(Saved entries)
::::

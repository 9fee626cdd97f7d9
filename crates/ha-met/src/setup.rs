//! Config entry setup and unload for met

use async_trait::async_trait;
use futures::FutureExt;
use ha_config_entries::{
    ConfigEntries, ConfigEntry, ConfigEntryError, IntegrationHandler, SetupOutcome,
};
use std::sync::Arc;
use tracing::{info, instrument, warn};

use crate::api::MetWeatherApi;
use crate::consts::{CONF_TRACK_HOME, DOMAIN, PLATFORMS, SERVICE_REFRESH};
use crate::coordinator::MetDataUpdateCoordinator;

pub struct MetIntegration {
    api: Arc<dyn MetWeatherApi>,
}

impl MetIntegration {
    pub fn new(api: Arc<dyn MetWeatherApi>) -> Self {
        Self { api }
    }
}

#[async_trait]
impl IntegrationHandler<MetDataUpdateCoordinator> for MetIntegration {
    #[instrument(skip_all, fields(entry_id = %entry.entry_id))]
    async fn setup_entry(
        &self,
        entries: &Arc<ConfigEntries<MetDataUpdateCoordinator>>,
        entry: &mut ConfigEntry<MetDataUpdateCoordinator>,
    ) -> Result<SetupOutcome, ConfigEntryError> {
        let hass = entries.hass().clone();
        let track_home = entry.get_bool(CONF_TRACK_HOME, false);

        if track_home && !hass.config().has_home_location() {
            warn!("Skip setting up met.no integration; No Home location has been set");
            return Ok(SetupOutcome::NotReady);
        }

        let coordinator = Arc::new(MetDataUpdateCoordinator::new(
            hass.clone(),
            entry,
            self.api.clone(),
        ));
        coordinator.config_entry_first_refresh().await?;

        if track_home {
            coordinator.track_home();
        }

        entry.runtime_data = Some(coordinator.clone());

        let remove_listener = entry.add_update_listener(Arc::new(
            |entries: Arc<ConfigEntries<MetDataUpdateCoordinator>>,
             entry: ConfigEntry<MetDataUpdateCoordinator>| {
                async move {
                    if let Err(err) = entries.reload(&entry.entry_id).await {
                        warn!(entry_id = %entry.entry_id, %err, "Reload after update failed");
                    }
                }
                .boxed()
            },
        ));
        entry.on_unload(remove_listener);

        let untrack = coordinator.clone();
        entry.on_unload(move || untrack.untrack_home());

        let shutdown = coordinator.clone();
        entry.on_unload(move || shutdown.shutdown());

        entries.forward_entry_setups(entry, &PLATFORMS).await?;

        let refresh = Arc::downgrade(&coordinator);
        hass.services
            .register_admin(DOMAIN, SERVICE_REFRESH, move |_call| {
                let refresh = refresh.clone();
                async move {
                    if let Some(coordinator) = refresh.upgrade() {
                        coordinator.request_refresh().await;
                    }
                    Ok(None)
                }
            });

        info!(
            track_home,
            latitude = coordinator.location().latitude,
            longitude = coordinator.location().longitude,
            "Set up met.no weather"
        );
        Ok(SetupOutcome::Loaded)
    }

    #[instrument(skip_all, fields(entry_id = %entry.entry_id))]
    async fn unload_entry(
        &self,
        entries: &Arc<ConfigEntries<MetDataUpdateCoordinator>>,
        entry: &ConfigEntry<MetDataUpdateCoordinator>,
    ) -> bool {
        if let Some(coordinator) = &entry.runtime_data {
            coordinator.untrack_home();
        }
        entries.unload_platforms(entry, &PLATFORMS).await
    }
}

::::

→ **What the task asks**:
Reproduce every line of the records containing the string "MetWeatherApi".

→ **Response box**:
use crate::api::MetWeatherApi;
    api: Arc<dyn MetWeatherApi>,
    pub fn new(api: Arc<dyn MetWeatherApi>) -> Self {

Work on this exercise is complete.